The authors report no relevant disclosures. Go to Neurology.org/NG for full disclosures.

Figures

Figure 1
Figure 1. Types of ALD/AMN Phenotypes Identified by Surveillance in Adult Patients
Adults with X-linked ALD can present with myeloneuropathy, adrenal insufficiency, or they may remain asymptomatic. As time progresses, adult patients with ALD can develop overlapping phenotypes, and all adults with ALD remain at risk for developing cerebral ALD thus requiring long-term surveillance. Although the neurologist caring for adult patients with ALD/AMN is likely to be more familiar with surveilling for neurologic complications of disease, monitoring adrenal function is also necessary. ALD = adrenoleukodystrophy; AMN = adrenomyeloneuropathy.
Figure 2
Figure 2. MRI of Adult Patients With X-Linked Adrenoleukodystrophy
(A) Patient 1: axial FLAIR sequences (A.a, A.b) and T1 postgadolinium images (A.c, A.d) from a man in his mid-40s with ALD/AMN with EDSS of 4 who was found to have T2/FLAIR hyperintense (orange arrows) and enhancing (green arrows) lesions in the corticospinal tract extending to the pons and brainstem. He developed frontal disinhibition and worsening gait, requiring a wheelchair within 1 year after the images presented. (B) Patient 2: axial FLAIR (B.a, B.b, B.c) and T1 postgadolinium images (B.d, B.e) of a man in his mid-40s with rapidly progressive cerebral ALD involving multiple brain regions, including the corticospinal tract (B.a, blue arrows), cerebellar white matter (B.b, B.c, pink brackets) and cerebellar peduncles (B.b, B.e, white arrows). Note the subtle FLAIR signal increase also in the genu of corpus callosum (B.a, green arrow) associated with gadolinium enhancement (B.d, green arrows). Follow-up imaging after 1 year showed bright signal hyperintensity in the genu on FLAIR sequences (B.f, green bracket). (C) Patient 3: axial FLAIR sequences (C.a and C.b) from a man in his late 40s with cerebral ALD demonstrating symmetric periventricular T2/FLAIR hyperintensities (white bracket and arrows).

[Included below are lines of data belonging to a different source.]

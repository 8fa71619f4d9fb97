use std::fs;
use std::path::{Path, PathBuf};
use std::sync::Arc;

use anyhow::bail;
use chrono::Utc;
use clap::{Parser, Subcommand};
use tracing::info;
use tracing_subscriber::EnvFilter;
use uuid::Uuid;

use trellis::auth::{ShareTokenSigner, TokenGenerator};
use trellis::config::ServerConfig;
use trellis::server::{AppState, create_router};
use trellis::store::{SqliteStore, Store};
use trellis::types::Token;

fn create_admin_token(generator: &TokenGenerator) -> anyhow::Result<(Token, String)> {
    let (raw_token, lookup, hash) = generator.generate()?;
    let token = Token {
        id: Uuid::new_v4().to_string(),
        token_hash: hash,
        token_lookup: lookup,
        is_admin: true,
        user_id: None,
        created_at: Utc::now(),
        expires_at: None,
        last_used_at: None,
    };
    Ok((token, raw_token))
}

#[cfg(unix)]
fn set_restrictive_permissions(path: &Path) {
    use std::os::unix::fs::PermissionsExt;
    if let Err(e) = fs::set_permissions(path, fs::Permissions::from_mode(0o600)) {
        tracing::warn!("Failed to set permissions on {}: {e}", path.display());
    }
}

#[cfg(not(unix))]
fn set_restrictive_permissions(_path: &Path) {}

#[derive(Parser)]
#[command(name = "trellis")]
#[command(about = "A project sharing server with hierarchical permissions", long_about = None)]
struct Cli {
    #[command(subcommand)]
    command: Commands,
}

#[derive(Subcommand)]
enum Commands {
    /// Administrative commands
    Admin {
        #[command(subcommand)]
        command: AdminCommands,
    },

    /// Start the server
    Serve {
        /// TOML config file; flags given on the command line take precedence
        #[arg(long)]
        config: Option<PathBuf>,

        /// Host to bind to [default: 127.0.0.1]
        #[arg(long)]
        host: Option<String>,

        /// Port to bind to [default: 8080]
        #[arg(long, short)]
        port: Option<u16>,

        /// Data directory for the database and secrets [default: ./data]
        #[arg(long)]
        data_dir: Option<PathBuf>,

        /// Public base URL for external access (e.g., "https://tasks.example.com").
        /// Used for building share links.
        #[arg(long)]
        public_base_url: Option<String>,

        /// Lifetime of link-share tokens in seconds [default: 259200]
        #[arg(long)]
        share_token_ttl_secs: Option<i64>,
    },
}

#[derive(Subcommand)]
enum AdminCommands {
    /// Initialize the server (create database, admin token and share secret)
    Init {
        /// Data directory for the database and secrets
        #[arg(long, default_value = "./data")]
        data_dir: PathBuf,
    },
}

fn run_init(data_dir: PathBuf) -> anyhow::Result<()> {
    let config = ServerConfig {
        data_dir,
        ..Default::default()
    };
    fs::create_dir_all(&config.data_dir)?;

    let store = SqliteStore::new(config.db_path())?;
    store.initialize()?;

    let token_file = config.admin_token_path();

    if store.read(|db| db.has_admin_token())? {
        bail!(
            "Server already initialized. Admin token exists at: {}",
            token_file.display()
        );
    }

    let generator = TokenGenerator::new();
    let (token, raw_token) = create_admin_token(&generator)?;

    store.read(|db| db.create_token(&token))?;
    fs::write(&token_file, &raw_token)?;
    set_restrictive_permissions(&token_file);

    let secret_file = config.secret_path();
    if !secret_file.exists() {
        fs::write(&secret_file, ShareTokenSigner::generate_secret())?;
        set_restrictive_permissions(&secret_file);
    }

    println!();
    println!("========================================");
    println!("Admin token (save this, it won't be shown again):");
    println!();
    println!("  {raw_token}");
    println!();
    println!("Token also written to: {}", token_file.display());
    println!("Share token secret written to: {}", secret_file.display());
    println!("========================================");
    println!();

    Ok(())
}

struct ServeArgs {
    config: Option<PathBuf>,
    host: Option<String>,
    port: Option<u16>,
    data_dir: Option<PathBuf>,
    public_base_url: Option<String>,
    share_token_ttl_secs: Option<i64>,
}

fn load_config(args: ServeArgs) -> anyhow::Result<ServerConfig> {
    let mut config = match &args.config {
        Some(path) => ServerConfig::from_file(path)?,
        None => ServerConfig::default(),
    };

    if let Some(host) = args.host {
        config.host = host;
    }
    if let Some(port) = args.port {
        config.port = port;
    }
    if let Some(data_dir) = args.data_dir {
        config.data_dir = data_dir;
    }
    if args.public_base_url.is_some() {
        config.public_base_url = args.public_base_url;
    }
    if let Some(ttl) = args.share_token_ttl_secs {
        config.share_token_ttl_secs = ttl;
    }

    config.validate()?;
    Ok(config)
}

async fn run_serve(args: ServeArgs) -> anyhow::Result<()> {
    let config = load_config(args)?;

    let token_file = config.admin_token_path();
    let secret_file = config.secret_path();
    if !token_file.exists() || !secret_file.exists() {
        bail!(
            "Server not initialized. Run 'trellis admin init' first to create the database, admin token and share secret."
        );
    }

    let store = SqliteStore::new(config.db_path())?;
    store.initialize()?;
    if !store.read(|db| db.has_admin_token())? {
        bail!(
            "Server not initialized. Run 'trellis admin init' first to create the database, admin token and share secret."
        );
    }

    let secret = fs::read_to_string(&secret_file)?;
    let signer = ShareTokenSigner::from_hex(&secret, config.share_token_ttl_secs)?;

    info!("Admin token available at {}", token_file.display());

    let addr = config.socket_addr()?;
    let state = Arc::new(AppState::new(Arc::new(store), config, Arc::new(signer)));
    let app = create_router(state);

    info!("Starting server on {}", addr);

    let listener = tokio::net::TcpListener::bind(addr).await?;
    axum::serve(listener, app).await?;

    Ok(())
}

#[tokio::main]
async fn main() -> anyhow::Result<()> {
    tracing_subscriber::fmt()
        .with_env_filter(EnvFilter::from_default_env().add_directive("trellis=info".parse()?))
        .init();

    let cli = Cli::parse();

    match cli.command {
        Commands::Admin { command } => match command {
            AdminCommands::Init { data_dir } => {
                run_init(data_dir)?;
            }
        },
        Commands::Serve {
            config,
            host,
            port,
            data_dir,
            public_base_url,
            share_token_ttl_secs,
        } => {
            run_serve(ServeArgs {
                config,
                host,
                port,
                data_dir,
                public_base_url,
                share_token_ttl_secs,
            })
            .await?;
        }
    }

    Ok(())
}
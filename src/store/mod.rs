mod schema;
mod sqlite;

pub use sqlite::{SqliteConn, SqliteStore};

use crate::access::hierarchy;
use crate::error::Result;
use crate::types::*;

/// Store defines the database interface.
///
/// Implementations are a view over one connection (or one open transaction);
/// `SqliteStore::read` and `SqliteStore::transaction` hand them out. Creation
/// methods treat an id of 0 as "assign one" and return the stored id.
pub trait Store {
    // User operations
    fn create_user(&self, user: &User) -> Result<i64>;
    fn get_user(&self, id: i64) -> Result<Option<User>>;
    fn get_user_by_username(&self, username: &str) -> Result<Option<User>>;
    fn list_users(&self) -> Result<Vec<User>>;

    // Team operations
    fn create_team(&self, team: &Team) -> Result<i64>;
    fn get_team(&self, id: i64) -> Result<Option<Team>>;
    fn add_team_member(&self, team_id: i64, user_id: i64) -> Result<()>;
    fn remove_team_member(&self, team_id: i64, user_id: i64) -> Result<bool>;
    fn list_user_team_ids(&self, user_id: i64) -> Result<Vec<i64>>;

    // Token operations
    fn create_token(&self, token: &Token) -> Result<()>;
    fn get_token_by_lookup(&self, lookup: &str) -> Result<Option<Token>>;
    fn update_token_last_used(&self, id: &str) -> Result<()>;
    fn has_admin_token(&self) -> Result<bool>;

    // Project operations
    fn create_project(&self, project: &Project) -> Result<i64>;
    fn get_project(&self, id: i64) -> Result<Option<Project>>;
    /// Projects the user owns or holds a direct or team grant on, plus all
    /// of their descendants.
    fn list_projects_reachable_by(&self, user_id: i64, team_ids: &[i64]) -> Result<Vec<Project>>;
    fn update_project(&self, project: &Project) -> Result<()>;
    fn delete_project(&self, id: i64) -> Result<bool>;

    /// Ancestors of `project`, immediate parent first.
    fn load_ancestor_chain(&self, project: &Project) -> Result<Vec<Project>> {
        hierarchy::ancestors(self, project)
    }

    // User grant operations
    fn create_user_grant(&self, grant: &UserGrant) -> Result<()>;
    fn update_user_grant(&self, grant: &UserGrant) -> Result<()>;
    fn get_user_grant(&self, user_id: i64, project_id: i64) -> Result<Option<UserGrant>>;
    fn list_project_user_grants(&self, project_id: i64) -> Result<Vec<UserGrant>>;
    fn delete_user_grant(&self, user_id: i64, project_id: i64) -> Result<bool>;

    // Team grant operations
    fn create_team_grant(&self, grant: &TeamGrant) -> Result<()>;
    fn update_team_grant(&self, grant: &TeamGrant) -> Result<()>;
    fn get_team_grant(&self, team_id: i64, project_id: i64) -> Result<Option<TeamGrant>>;
    fn list_team_grants(&self, team_ids: &[i64], project_id: i64) -> Result<Vec<TeamGrant>>;
    fn list_project_team_grants(&self, project_id: i64) -> Result<Vec<TeamGrant>>;
    fn delete_team_grant(&self, team_id: i64, project_id: i64) -> Result<bool>;

    // Link share operations
    fn create_link_share(&self, share: &LinkShare) -> Result<i64>;
    fn get_link_share(&self, id: i64) -> Result<Option<LinkShare>>;
    fn get_link_share_by_hash(&self, hash: &str) -> Result<Option<LinkShare>>;
    fn list_project_link_shares(&self, project_id: i64) -> Result<Vec<LinkShare>>;
    fn delete_link_share(&self, id: i64) -> Result<bool>;
}
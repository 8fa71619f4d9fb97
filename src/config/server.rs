use std::net::SocketAddr;
use std::path::{Path, PathBuf};

use serde::Deserialize;

use crate::error::{Error, Result};

pub const DEFAULT_SHARE_TOKEN_TTL_SECS: i64 = 72 * 60 * 60;

#[derive(Debug, Clone, Deserialize)]
#[serde(default)]
pub struct ServerConfig {
    pub host: String,
    pub port: u16,
    pub data_dir: PathBuf,
    /// Lifetime of bearer tokens handed out by link-share authentication.
    pub share_token_ttl_secs: i64,
    /// Public base URL for external access (e.g., "https://tasks.example.com").
    /// Used when building share links. If not set, responses only carry the hash.
    pub public_base_url: Option<String>,
}

impl ServerConfig {
    /// Loads a config from a TOML file. Missing keys fall back to defaults.
    pub fn from_file(path: &Path) -> Result<Self> {
        let contents = std::fs::read_to_string(path)?;
        let config: Self = toml::from_str(&contents)
            .map_err(|e| Error::Config(format!("{}: {e}", path.display())))?;
        config.validate()?;
        Ok(config)
    }

    pub fn validate(&self) -> Result<()> {
        if self.share_token_ttl_secs <= 0 {
            return Err(Error::Config(
                "share_token_ttl_secs must be positive".to_string(),
            ));
        }
        Ok(())
    }

    pub fn socket_addr(&self) -> std::result::Result<SocketAddr, std::net::AddrParseError> {
        format!("{}:{}", self.host, self.port).parse()
    }

    #[must_use]
    pub fn db_path(&self) -> PathBuf {
        self.data_dir.join("trellis.db")
    }

    #[must_use]
    pub fn secret_path(&self) -> PathBuf {
        self.data_dir.join(".share_secret")
    }

    #[must_use]
    pub fn admin_token_path(&self) -> PathBuf {
        self.data_dir.join(".admin_token")
    }

    /// Builds the public link for a share hash, if a base URL is configured.
    #[must_use]
    pub fn share_url(&self, hash: &str) -> Option<String> {
        self.public_base_url
            .as_deref()
            .map(|base| format!("{}/share/{hash}/auth", base.trim_end_matches('/')))
    }
}

impl Default for ServerConfig {
    fn default() -> Self {
        Self {
            host: "127.0.0.1".to_string(),
            port: 8080,
            data_dir: PathBuf::from("./data"),
            share_token_ttl_secs: DEFAULT_SHARE_TOKEN_TTL_SECS,
            public_base_url: None,
        }
    }
}

#[cfg(test)]
mod tests {
    use tempfile::TempDir;

    use super::*;

    #[test]
    fn test_defaults() {
        let config = ServerConfig::default();
        assert_eq!(config.share_token_ttl_secs, 259_200);
        assert_eq!(config.db_path(), PathBuf::from("./data/trellis.db"));
        assert_eq!(config.socket_addr().unwrap().port(), 8080);
    }

    #[test]
    fn test_partial_file_keeps_defaults() {
        let dir = TempDir::new().unwrap();
        let path = dir.path().join("trellis.toml");
        std::fs::write(&path, "port = 9000\nshare_token_ttl_secs = 60\n").unwrap();

        let config = ServerConfig::from_file(&path).unwrap();
        assert_eq!(config.port, 9000);
        assert_eq!(config.share_token_ttl_secs, 60);
        assert_eq!(config.host, "127.0.0.1");
    }

    #[test]
    fn test_invalid_ttl() {
        let dir = TempDir::new().unwrap();
        let path = dir.path().join("trellis.toml");
        std::fs::write(&path, "share_token_ttl_secs = 0\n").unwrap();

        assert!(matches!(
            ServerConfig::from_file(&path),
            Err(Error::Config(_))
        ));
    }

    #[test]
    fn test_share_url() {
        let config = ServerConfig {
            public_base_url: Some("https://tasks.example.com/".to_string()),
            ..Default::default()
        };
        assert_eq!(
            config.share_url("abc").as_deref(),
            Some("https://tasks.example.com/share/abc/auth")
        );
        assert!(ServerConfig::default().share_url("abc").is_none());
    }
}
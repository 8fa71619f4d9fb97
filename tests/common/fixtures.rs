use chrono::Utc;
use tempfile::TempDir;

use trellis::store::{SqliteStore, Store};
use trellis::types::{Actor, Permission, Project, Team, TeamGrant, User, UserGrant};

/// A throwaway database seeded directly through the store.
pub struct Fixture {
    pub temp_dir: TempDir,
    pub store: SqliteStore,
}

impl Fixture {
    pub fn new() -> Self {
        let temp_dir = TempDir::new().expect("create temp dir");
        let store = SqliteStore::new(temp_dir.path().join("trellis.db")).expect("open store");
        store.initialize().expect("initialize schema");
        Self { temp_dir, store }
    }

    pub fn user(&self, id: i64, username: &str) -> Actor {
        let now = Utc::now();
        let user = User {
            id,
            username: username.to_string(),
            created_at: now,
            updated_at: now,
        };
        self.store
            .read(|db| db.create_user(&user))
            .expect("create user");
        Actor::User(user)
    }

    pub fn actor(&self, id: i64) -> Actor {
        let user = self
            .store
            .read(|db| db.get_user(id))
            .expect("get user")
            .expect("user exists");
        Actor::User(user)
    }

    pub fn project(&self, id: i64, owner_id: i64, parent: Option<i64>, is_archived: bool) {
        let now = Utc::now();
        let project = Project {
            id,
            title: format!("Project {id}"),
            description: None,
            owner_id,
            parent_project_id: parent,
            is_archived,
            created_at: now,
            updated_at: now,
        };
        self.store
            .read(|db| db.create_project(&project))
            .expect("create project");
    }

    pub fn get_project(&self, id: i64) -> Project {
        self.store
            .read(|db| db.get_project(id))
            .expect("get project")
            .expect("project exists")
    }

    pub fn team(&self, id: i64, members: &[i64]) {
        let team = Team {
            id,
            name: format!("Team {id}"),
            created_at: Utc::now(),
        };
        self.store
            .read(|db| {
                db.create_team(&team)?;
                for member in members {
                    db.add_team_member(id, *member)?;
                }
                Ok(())
            })
            .expect("create team");
    }

    pub fn user_grant(&self, project_id: i64, user_id: i64, permission: Permission) {
        let now = Utc::now();
        let grant = UserGrant {
            project_id,
            user_id,
            permission,
            created_at: now,
            updated_at: now,
        };
        self.store
            .read(|db| db.create_user_grant(&grant))
            .expect("create user grant");
    }

    pub fn team_grant(&self, project_id: i64, team_id: i64, permission: Permission) {
        let now = Utc::now();
        let grant = TeamGrant {
            project_id,
            team_id,
            permission,
            created_at: now,
            updated_at: now,
        };
        self.store
            .read(|db| db.create_team_grant(&grant))
            .expect("create team grant");
    }
}
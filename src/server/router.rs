use std::sync::Arc;
use std::time::Instant;

use axum::extract::Request;
use axum::middleware::{self, Next};
use axum::response::Response;
use axum::{Router, routing::get};

use super::admin::admin_router;
use super::public::public_router;
use super::user::user_router;
use crate::auth::SessionSigner;
use crate::config::ServerConfig;
use crate::store::SqliteStore;

pub struct AppState {
    pub store: Arc<SqliteStore>,
    pub config: ServerConfig,
    /// Issues and verifies link-share bearer tokens.
    pub share_signer: Arc<dyn SessionSigner>,
}

impl AppState {
    #[must_use]
    pub fn new(
        store: Arc<SqliteStore>,
        config: ServerConfig,
        share_signer: Arc<dyn SessionSigner>,
    ) -> Self {
        Self {
            store,
            config,
            share_signer,
        }
    }
}

async fn health() -> &'static str {
    "OK"
}

async fn log_request(request: Request, next: Next) -> Response {
    let method = request.method().clone();
    let uri = request.uri().clone();
    let start = Instant::now();

    let response = next.run(request).await;

    let latency = start.elapsed();
    let status = response.status();

    tracing::info!(
        "{} {} {} {}ms",
        method,
        uri.path(),
        status.as_u16(),
        latency.as_millis()
    );

    response
}

pub fn create_router(state: Arc<AppState>) -> Router {
    Router::new()
        .route("/health", get(health))
        .nest("/api/v1/admin", admin_router())
        .nest("/api/v1", user_router())
        .nest("/api/v1", public_router())
        .layer(middleware::from_fn(log_request))
        .with_state(state)
}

There is associated gadolinium enhancement on axial T1 postcontrast images in the periventricular white matter and splenium (C.c, yellow arrows). (D) Patients 4 and 5: sagittal short tau inversion recovery (STIR) images demonstrating mild spinal cord atrophy of the cervical spine (D.a) in a man in his late 60s and lower thoracic spine (D.b) in a man in his late 30s with AMN. There are no parenchymal lesions in the spinal cord and no gadolinium enhancement (not shown). ALD = adrenoleukodystrophy; AMN = adrenomyeloneuropathy; EDSS = Expanded Disability Status Scale; FLAIR = fluid-attenuated inversion recovery.